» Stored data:
-- Opening Marker --
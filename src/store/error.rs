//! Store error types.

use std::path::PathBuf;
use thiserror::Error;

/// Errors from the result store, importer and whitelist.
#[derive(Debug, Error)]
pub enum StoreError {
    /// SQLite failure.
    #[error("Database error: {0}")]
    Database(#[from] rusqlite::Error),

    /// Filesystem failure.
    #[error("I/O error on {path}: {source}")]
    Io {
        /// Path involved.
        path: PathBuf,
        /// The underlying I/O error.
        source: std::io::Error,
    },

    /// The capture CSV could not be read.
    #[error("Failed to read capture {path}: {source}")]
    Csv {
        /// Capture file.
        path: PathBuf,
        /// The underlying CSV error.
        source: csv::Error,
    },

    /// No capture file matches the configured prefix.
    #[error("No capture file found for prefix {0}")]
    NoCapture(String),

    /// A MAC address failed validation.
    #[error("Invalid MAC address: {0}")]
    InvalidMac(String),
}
-- Closing Marker --
» What you have to do:
Go through the records above and return each line in which the word "source" occurs.

» Output of the task:
    #[error("I/O error on {path}: {source}")]
        source: std::io::Error,
    #[error("Failed to read capture {path}: {source}")]
        source: csv::Error,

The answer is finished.